--- Task goal ---
Filter the entries for the word "High". Copy each line that has it.

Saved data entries
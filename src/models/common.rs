// Common types for the task list
// All fields use camelCase for consistency with the stored JSON and the frontend

use serde::{Deserialize, Deserializer, Serialize};

/// Task priority - stored as a lowercase string
#[derive(Debug, Clone, Copy, PartialEq, Eq, Hash, Serialize, Default)]
#[serde(rename_all = "lowercase")]
pub enum Priority {
    #[default]
    Low,
    Medium,
    High,
}

impl Priority {
    pub const ALL: [Priority; 3] = [Priority::Low, Priority::Medium, Priority::High];

    pub fn parse(name: &str) -> Option<Self> {
        match name.trim().to_lowercase().as_str() {
            "low" => Some(Self::Low),
            "medium" => Some(Self::Medium),
            "high" => Some(Self::High),
            _ => None,
        }
    }

    pub fn asStr(&self) -> &'static str {
        match self {
            Self::Low => "low",
            Self::Medium => "medium",
            Self::High => "high",
        }
    }

    pub fn label(&self) -> &'static str {
        match self {
            Self::Low => "Low",
            Self::Medium => "Medium",
            Self::High => "High",
        }
    }
}

// Unknown or malformed stored values load as the default priority
impl<'de> Deserialize<'de> for Priority {
    fn deserialize<D: Deserializer<'de>>(deserializer: D) -> Result<Self, D::Error> {
        let raw = Option::<String>::deserialize(deserializer)?;
        Ok(raw.as_deref().and_then(Priority::parse).unwrap_or_default())
    }
}

/// Where addTask places a new task
#[derive(Debug, Clone, Copy, PartialEq, Eq, Serialize, Deserialize, Default)]
#[serde(rename_all = "camelCase")]
pub enum InsertOrder {
    #[default]
    NewestFirst,
    Append,
}

/// Priority filter for the derived view ("All" or a single priority)
#[derive(Debug, Clone, Copy, PartialEq, Eq, Default)]
pub enum PriorityFilter {
    #[default]
    All,
    Only(Priority),
}

impl PriorityFilter {
    /// Empty selection means "All", mirroring the filter dropdown
    pub fn fromSelection(value: &str) -> Self {
        Priority::parse(value).map(Self::Only).unwrap_or(Self::All)
    }

    pub fn matches(&self, priority: Priority) -> bool {
        match self {
            Self::All => true,
            Self::Only(p) => *p == priority,
        }
    }

    pub fn label(&self) -> &'static str {
        match self {
            Self::All => "All",
            Self::Only(Priority::Low) => "Low Priority",
            Self::Only(Priority::Medium) => "Medium Priority",
            Self::Only(Priority::High) => "High Priority",
        }
    }
}

impl From<Option<Priority>> for PriorityFilter {
    fn from(value: Option<Priority>) -> Self {
        value.map(Self::Only).unwrap_or(Self::All)
    }
}
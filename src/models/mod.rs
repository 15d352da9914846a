// Models module for the task list
// All fields use camelCase for consistency

pub mod common;
pub mod config;
pub mod task;

pub use common::{InsertOrder, Priority, PriorityFilter};
pub use config::{Settings, SettingsOverride};
pub use task::{EditSession, Task, TaskDraft};
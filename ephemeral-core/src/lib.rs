//! # Ephemeral - delete old posts, keep the ones that matter
//!
//! Ephemeral fetches a user's most recent posts and deletes the ones that have
//! outlived a retention window, while never touching anything created before
//! a fixed epoch date.
//!
//! ## Quick Start
//!
//! ```rust,no_run
//! use std::sync::Arc;
//! use ephemeral_core::prelude::*;
//!
//! #[tokio::main]
//! async fn main() -> Result<()> {
//!     let config = EphemeralConfig::load()?;
//!     let client = TwitterClient::new(config.credentials.clone(), &config.api)?;
//!
//!     let report = Sweeper::new(Arc::new(client), config.policy.clone())
//!         .dry_run(true)
//!         .run()
//!         .await?;
//!
//!     println!("{} posts would be deleted", report.stale());
//!     Ok(())
//! }
//! ```
//!
//! ## Rules
//!
//! For every fetched post, in timeline order:
//! - created before the epoch: skipped
//! - older than `max_age`: deleted (unless dry-run)
//! - otherwise: kept

pub mod client;
pub mod config;
pub mod error;
pub mod oauth;
pub mod post;
pub mod retention;
pub mod sweep;

/// Current library version
pub const VERSION: &str = env!("CARGO_PKG_VERSION");

/// Re-export commonly used types
pub mod prelude {
    pub use crate::client::{TimelineApi, TimelineRequest, TwitterClient};
    pub use crate::config::{ApiConfig, Credentials, EphemeralConfig};
    pub use crate::error::{EphemeralError, Result};
    pub use crate::oauth::OAuthSigner;
    pub use crate::post::Post;
    pub use crate::retention::{Decision, RetentionPolicy};
    pub use crate::sweep::{DeleteStatus, PostOutcome, SweepReport, Sweeper};
}
//! The retention sweep: fetch, decide, delete, log.
//!
//! Posts are processed strictly in the order the API returned them. Each
//! delete is awaited before the next post is evaluated, so the log reads in
//! timeline order.

use std::sync::Arc;

use chrono::{DateTime, Utc};
use serde::{Deserialize, Serialize};
use tracing::{info, warn};

use crate::client::{TimelineApi, TimelineRequest};
use crate::error::Result;
use crate::post::Post;
use crate::retention::{
    Decision, KEEP_PREVIEW_CHARS, RetentionPolicy, round_to_minute, truncate_chars,
};

/// What happened to a post after its decision
#[derive(Debug, Clone, PartialEq, Eq, Serialize, Deserialize)]
#[serde(tag = "status", content = "reason", rename_all = "snake_case")]
pub enum DeleteStatus {
    /// Skipped or kept, nothing to delete
    NotRequested,
    /// Would have been deleted
    DryRun,
    /// Delete call succeeded
    Deleted,
    /// Delete call failed
    Failed(String),
}

/// Result for a single post
#[derive(Debug, Clone, PartialEq, Eq, Serialize, Deserialize)]
pub struct PostOutcome {
    pub post_id: u64,
    pub decision: Decision,
    pub delete: DeleteStatus,
}

/// Summary of one sweep
#[derive(Debug, Clone, Default, PartialEq, Eq, Serialize, Deserialize)]
pub struct SweepReport {
    /// Per-post outcomes in timeline order
    pub outcomes: Vec<PostOutcome>,
}

impl SweepReport {
    /// Posts created before the epoch
    pub fn skipped(&self) -> usize {
        self.count(|o| o.decision == Decision::SkipPreEpoch)
    }

    /// Posts actually deleted
    pub fn deleted(&self) -> usize {
        self.count(|o| o.delete == DeleteStatus::Deleted)
    }

    /// Posts inside the retention window
    pub fn kept(&self) -> usize {
        self.count(|o| o.decision == Decision::Keep)
    }

    /// Posts that should have been deleted but were not
    pub fn failed(&self) -> usize {
        self.count(|o| matches!(o.delete, DeleteStatus::Failed(_)))
    }

    /// Posts judged stale, whether or not the delete went through
    pub fn stale(&self) -> usize {
        self.count(|o| o.decision.is_delete())
    }

    fn count(&self, predicate: impl Fn(&PostOutcome) -> bool) -> usize {
        self.outcomes.iter().filter(|o| predicate(*o)).count()
    }
}

/// Runs a sweep against a [`TimelineApi`]
pub struct Sweeper {
    api: Arc<dyn TimelineApi>,
    policy: RetentionPolicy,
    request: TimelineRequest,
    dry_run: bool,
}

impl Sweeper {
    pub fn new(api: Arc<dyn TimelineApi>, policy: RetentionPolicy) -> Self {
        Self {
            api,
            policy,
            request: TimelineRequest::default(),
            dry_run: false,
        }
    }

    /// Evaluate and log without deleting anything
    pub fn dry_run(mut self, dry_run: bool) -> Self {
        self.dry_run = dry_run;
        self
    }

    pub fn page_size(mut self, count: u32) -> Self {
        self.request.count = count;
        self
    }

    pub fn include_reposts(mut self, include: bool) -> Self {
        self.request.include_reposts = include;
        self
    }

    /// Run a sweep against the current time.
    pub async fn run(&self) -> Result<SweepReport> {
        self.run_at(Utc::now()).await
    }

    /// Run a sweep judging every post against `now`.
    ///
    /// # Errors
    ///
    /// Fails only if the timeline cannot be fetched. Delete failures are
    /// logged and recorded in the report.
    pub async fn run_at(&self, now: DateTime<Utc>) -> Result<SweepReport> {
        let posts = self.api.fetch_recent_posts(&self.request).await?;

        info!(count = posts.len(), dry_run = self.dry_run, "Fetched timeline");

        let mut report = SweepReport::default();
        for post in &posts {
            let decision = self.policy.decide(post, now);
            let delete = self.apply(post, decision).await;
            report.outcomes.push(PostOutcome {
                post_id: post.id,
                decision,
                delete,
            });
        }

        info!(
            skipped = report.skipped(),
            deleted = report.deleted(),
            kept = report.kept(),
            failed = report.failed(),
            "No more posts to delete."
        );

        Ok(report)
    }

    async fn apply(&self, post: &Post, decision: Decision) -> DeleteStatus {
        match decision {
            Decision::SkipPreEpoch => {
                info!(post = %post.text, epoch = %self.policy.epoch, "Post before the epoch");
                DeleteStatus::NotRequested
            }
            Decision::Delete { age } => {
                let status = if self.dry_run {
                    DeleteStatus::DryRun
                } else {
                    match self.api.delete_post(post.id).await {
                        Ok(()) => DeleteStatus::Deleted,
                        Err(e) => {
                            warn!(post_id = post.id, error = %e, "Failed to delete!");
                            DeleteStatus::Failed(e.to_string())
                        }
                    }
                };

                info!(
                    age = %humantime::format_duration(round_to_minute(age)),
                    post = %post.text,
                    "DELETED"
                );
                status
            }
            Decision::Keep => {
                info!(
                    post = %truncate_chars(&post.text, KEEP_PREVIEW_CHARS),
                    max_age = %humantime::format_duration(self.policy.max_age),
                    "Post within save window."
                );
                DeleteStatus::NotRequested
            }
        }
    }
}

--- Solution to this exercise ---
    High,
    pub const ALL: [Priority; 3] = [Priority::Low, Priority::Medium, Priority::High];
            "high" => Some(Self::High),
            Self::High => "high",
            Self::High => "High",
            Self::Only(Priority::High) => "High Priority",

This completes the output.